# Aim of the exercise
Your task is to copy every line of the entries that contains "filename".

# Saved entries

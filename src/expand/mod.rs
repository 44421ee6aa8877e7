//! Word expansion
//!
//! Rewrites four two-character patterns inside a single word, in place:
//!
//! | pattern | replacement                                         |
//! |---------|-----------------------------------------------------|
//! | `$$`    | process id of the interpreter                       |
//! | `$?`    | status of the last foreground command               |
//! | `$!`    | pid of the most recent background job, or nothing   |
//! | `~/`    | `$HOME` followed by `/`                             |
//!
//! The scan runs left to right over the evolving word and resumes right
//! after each inserted replacement, so replacement text is never expanded
//! again. A lone `$` or `~` is left untouched.

use crate::error::ShellError;

/// Snapshot of the values substituted during expansion
#[derive(Debug, Clone, Copy, PartialEq, Eq)]
pub struct Expander<'a> {
    pub shell_pid: i32,
    pub last_status: i32,
    pub last_background: Option<i32>,
    pub home: Option<&'a str>,
}

impl Expander<'_> {
    /// Expand every recognized pattern in `word`.
    ///
    /// Fails with [`ShellError::HomeUnset`] when the word contains `~/` and
    /// no home directory is known; `word` is left partially expanded then.
    pub fn expand(&self, word: &mut String) -> Result<(), ShellError> {
        let mut pos = 0;

        while pos + 1 < word.len() {
            let bytes = word.as_bytes();
            let replacement = match (bytes[pos], bytes[pos + 1]) {
                (b'$', b'$') => Some(self.shell_pid.to_string()),
                (b'$', b'?') => Some(self.last_status.to_string()),
                (b'$', b'!') => Some(
                    self.last_background
                        .map(|pid| pid.to_string())
                        .unwrap_or_default(),
                ),
                (b'~', b'/') => {
                    let home = self.home.ok_or(ShellError::HomeUnset)?;
                    Some(format!("{}/", home))
                }
                _ => None,
            };

            match replacement {
                // Both matched bytes are ASCII, so pos..pos + 2 is on char boundaries
                Some(text) => {
                    word.replace_range(pos..pos + 2, &text);
                    pos += text.len();
                }
                None => pos += 1,
            }
        }

        Ok(())
    }
}
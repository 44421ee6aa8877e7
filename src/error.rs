//! Error types for smallsh
//!
//! Every failure that aborts a single command line is a [`ShellError`]. The
//! interpreter prints it on stderr, records [`ShellError::status`] as the new
//! `$?`, and reads the next line. Only a failed `fork` is fatal.
//!
//! Leaving the interpreter on purpose is not a failure, but it travels the
//! same road: the `exit` builtin returns an [`ExitSignal`] inside an
//! `anyhow::Error`, and the top level recovers it with `downcast_ref`.

use nix::errno::Errno;
use std::path::PathBuf;
use thiserror::Error;

/// Status recorded for every shell-level error.
pub const SHELL_ERROR_STATUS: i32 = 1;

/// Exit status of a child that could not set up redirection or exec.
pub const CHILD_FAILURE_STATUS: i32 = 2;

#[derive(Debug, Error)]
pub enum ShellError {
    #[error("too many words: a line may hold at most {limit}")]
    TooManyWords { limit: usize },

    #[error("cannot expand ~/: HOME is not set")]
    HomeUnset,

    #[error("{builtin}: too many arguments")]
    TooManyArguments { builtin: &'static str },

    #[error("exit: {0}: numeric argument required")]
    InvalidExitCode(String),

    #[error("duplicate redirection: at most one '<' and one '>' per command")]
    DuplicateRedirection,

    #[error("cd: {}: {source}", path.display())]
    ChangeDirectory {
        path: PathBuf,
        #[source]
        source: std::io::Error,
    },

    #[error("cd: could not determine home directory")]
    NoHomeDirectory,

    #[error("{0:?}: argument contains a NUL byte")]
    NulByte(String),

    #[error("fork failed: {0}")]
    Fork(Errno),

    #[error("wait for process {pid} failed: {source}")]
    Wait { pid: i32, source: Errno },
}

impl ShellError {
    /// Status code surfaced through `$?` after this error.
    pub fn status(&self) -> i32 {
        SHELL_ERROR_STATUS
    }

    /// Whether the interpreter can keep processing commands after this error.
    pub fn is_fatal(&self) -> bool {
        matches!(self, ShellError::Fork(_))
    }
}

/// Request to leave the interpreter with the given exit code.
///
/// Returned by the `exit` builtin once its argument has been validated. The
/// top level (main.rs) turns it into the process group interrupt, the exit
/// notice and `std::process::exit(code)`.
#[derive(Debug, Clone, Copy, PartialEq, Eq)]
pub struct ExitSignal {
    pub exit_code: i32,
}

impl std::fmt::Display for ExitSignal {
    fn fmt(&self, f: &mut std::fmt::Formatter<'_>) -> std::fmt::Result {
        write!(f, "exit {}", self.exit_code)
    }
}

impl std::error::Error for ExitSignal {}
//! Running external programs
//!
//! `fork`, then in the child: saved signal dispositions back, redirections
//! onto stdin/stdout, `execvp`. The parent either waits for that one child
//! or records it as the latest background job and returns.
//!
//! Between `fork` and `exec` the child only makes async-signal-safe calls.
//! Everything it needs (argv, file names, the pointer array for `execvp`)
//! is allocated before forking.

use crate::error::{ShellError, CHILD_FAILURE_STATUS};
use crate::jobs::{self, JobEvent};
use crate::parser::ast::ExternalCommand;
use crate::runtime::Runtime;
use crate::signal::SignalDispositions;
use nix::errno::Errno;
use nix::fcntl::{open, OFlag};
use nix::libc;
use nix::sys::stat::Mode;
use nix::sys::wait::{waitpid, WaitPidFlag};
use nix::unistd::{dup2, fork, ForkResult, Pid};
use std::ffi::{CStr, CString};
use std::os::unix::io::RawFd;
use std::ptr;
use tracing::{debug, warn};

/// Permission bits for files created by `> FILE`, before the umask
const OUTPUT_FILE_MODE: u32 = 0o666;

/// An external command with every C string it needs already built
struct PreparedCommand {
    argv: Vec<CString>,
    // Null-terminated; points into `argv`
    argv_ptrs: Vec<*const libc::c_char>,
    input: Option<CString>,
    output: Option<CString>,
}

impl PreparedCommand {
    fn new(cmd: &ExternalCommand) -> Result<Self, ShellError> {
        let argv = cmd
            .argv
            .iter()
            .map(|arg| c_string(arg))
            .collect::<Result<Vec<_>, _>>()?;

        let mut argv_ptrs: Vec<*const libc::c_char> = argv.iter().map(|arg| arg.as_ptr()).collect();
        argv_ptrs.push(ptr::null());

        Ok(Self {
            argv,
            argv_ptrs,
            input: cmd.redirections.input.as_deref().map(c_string).transpose()?,
            output: cmd.redirections.output.as_deref().map(c_string).transpose()?,
        })
    }
}

fn c_string(s: &str) -> Result<CString, ShellError> {
    CString::new(s).map_err(|_| ShellError::NulByte(s.to_string()))
}

/// Fork and run `cmd`, updating `$?` or `$!` in `runtime`.
///
/// Foreground: blocks until the child exits, is killed, or stops. A stopped
/// child is reported, continued, and from then on tracked as the latest
/// background job. Background: returns as soon as the child exists.
pub fn run_external(cmd: &ExternalCommand, runtime: &mut Runtime) -> Result<(), ShellError> {
    let prepared = PreparedCommand::new(cmd)?;
    let dispositions = runtime.dispositions().copied();

    // SAFETY: the child branch only calls async-signal-safe functions and
    // never returns
    match unsafe { fork() } {
        Err(errno) => Err(ShellError::Fork(errno)),
        Ok(ForkResult::Child) => exec_child(&prepared, dispositions.as_ref()),
        Ok(ForkResult::Parent { child }) => {
            debug!(pid = %child, program = cmd.program(), background = cmd.background, "forked");
            if cmd.background {
                runtime.set_last_background(child);
                Ok(())
            } else {
                wait_foreground(child, runtime)
            }
        }
    }
}

fn wait_foreground(child: Pid, runtime: &mut Runtime) -> Result<(), ShellError> {
    loop {
        let status = match waitpid(child, Some(WaitPidFlag::WUNTRACED)) {
            Ok(status) => status,
            Err(Errno::EINTR) => continue,
            Err(source) => {
                return Err(ShellError::Wait {
                    pid: child.as_raw(),
                    source,
                })
            }
        };

        let Some(event) = JobEvent::from_wait_status(status) else {
            continue;
        };
        debug!(pid = %child, change = ?event.change, "foreground job changed state");

        match event.change.status() {
            Some(code) => runtime.set_last_status(code),
            None => {
                eprintln!("{}", event);
                if let Err(e) = jobs::continue_job(child) {
                    warn!("failed to continue process {}: {}", child, e);
                }
                runtime.set_last_background(child);
            }
        }
        return Ok(());
    }
}

fn exec_child(cmd: &PreparedCommand, dispositions: Option<&SignalDispositions>) -> ! {
    if let Some(dispositions) = dispositions {
        if let Err(e) = dispositions.restore_for_child() {
            child_fail(b"signal setup", e);
        }
    }

    if let Some(path) = &cmd.input {
        redirect(path, OFlag::O_RDONLY, libc::STDIN_FILENO);
    }
    if let Some(path) = &cmd.output {
        redirect(
            path,
            OFlag::O_WRONLY | OFlag::O_CREAT | OFlag::O_TRUNC,
            libc::STDOUT_FILENO,
        );
    }

    // SAFETY: argv_ptrs is null-terminated and points into live CStrings
    unsafe { libc::execvp(cmd.argv_ptrs[0], cmd.argv_ptrs.as_ptr()) };
    child_fail(cmd.argv[0].to_bytes(), Errno::last())
}

/// Open `path` and put it in place of `target`, or end the child
fn redirect(path: &CStr, flags: OFlag, target: RawFd) {
    let mode = Mode::from_bits_truncate(OUTPUT_FILE_MODE as _);
    let fd = match open(path, flags | OFlag::O_CLOEXEC, mode) {
        Ok(fd) => fd,
        Err(e) => child_fail(path.to_bytes(), e),
    };
    if let Err(e) = dup2(fd, target) {
        child_fail(path.to_bytes(), e);
    }
}

/// Report `subject: reason` on stderr and terminate the child
fn child_fail(subject: &[u8], err: Errno) -> ! {
    let parts: [&[u8]; 5] = [
        b"smallsh: ",
        subject,
        b": ",
        err.desc().as_bytes(),
        b"\n",
    ];
    for part in parts {
        write_stderr(part);
    }
    // SAFETY: _exit skips atexit handlers and stdio flushing that belong to
    // the parent
    unsafe { libc::_exit(CHILD_FAILURE_STATUS) }
}

fn write_stderr(bytes: &[u8]) {
    // SAFETY: plain write(2) of a valid buffer; a failed write is ignored
    unsafe {
        libc::write(libc::STDERR_FILENO, bytes.as_ptr().cast(), bytes.len());
    }
}
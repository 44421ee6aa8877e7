/// Files that replace the standard streams of an external command
#[derive(Debug, Clone, Default, PartialEq, Eq)]
pub struct Redirections {
    /// Opened read-only onto stdin (`< FILE`)
    pub input: Option<String>,
    /// Created or truncated, then opened write-only onto stdout (`> FILE`)
    pub output: Option<String>,
}

/// One command line after comment, background and redirection directives
/// have been stripped from its words.
#[derive(Debug, Clone, Default, PartialEq, Eq)]
pub struct CommandLine {
    /// Program name followed by its arguments
    pub words: Vec<String>,
    pub background: bool,
    pub redirections: Redirections,
}

impl CommandLine {
    pub fn is_empty(&self) -> bool {
        self.words.is_empty()
    }
}

/// What a command line asks the interpreter to do.
#[derive(Debug, Clone, PartialEq, Eq)]
pub enum Invocation {
    /// `cd [DIR]`
    ChangeDirectory { target: Option<String> },
    /// `exit [CODE]`, code not yet validated
    Exit { code: Option<String> },
    /// Anything else: run a program
    External(ExternalCommand),
}

/// A program to run. `argv` is never empty when built by
/// [`classify`](crate::builtins::classify).
#[derive(Debug, Clone, PartialEq, Eq)]
pub struct ExternalCommand {
    /// argv; `argv[0]` is the program looked up on `PATH`
    pub argv: Vec<String>,
    pub background: bool,
    pub redirections: Redirections,
}

impl ExternalCommand {
    /// Program name, empty if `argv` is
    pub fn program(&self) -> &str {
        self.argv.first().map(String::as_str).unwrap_or_default()
    }
}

# Reply
filename src/expand/mod.rs
filename src/error.rs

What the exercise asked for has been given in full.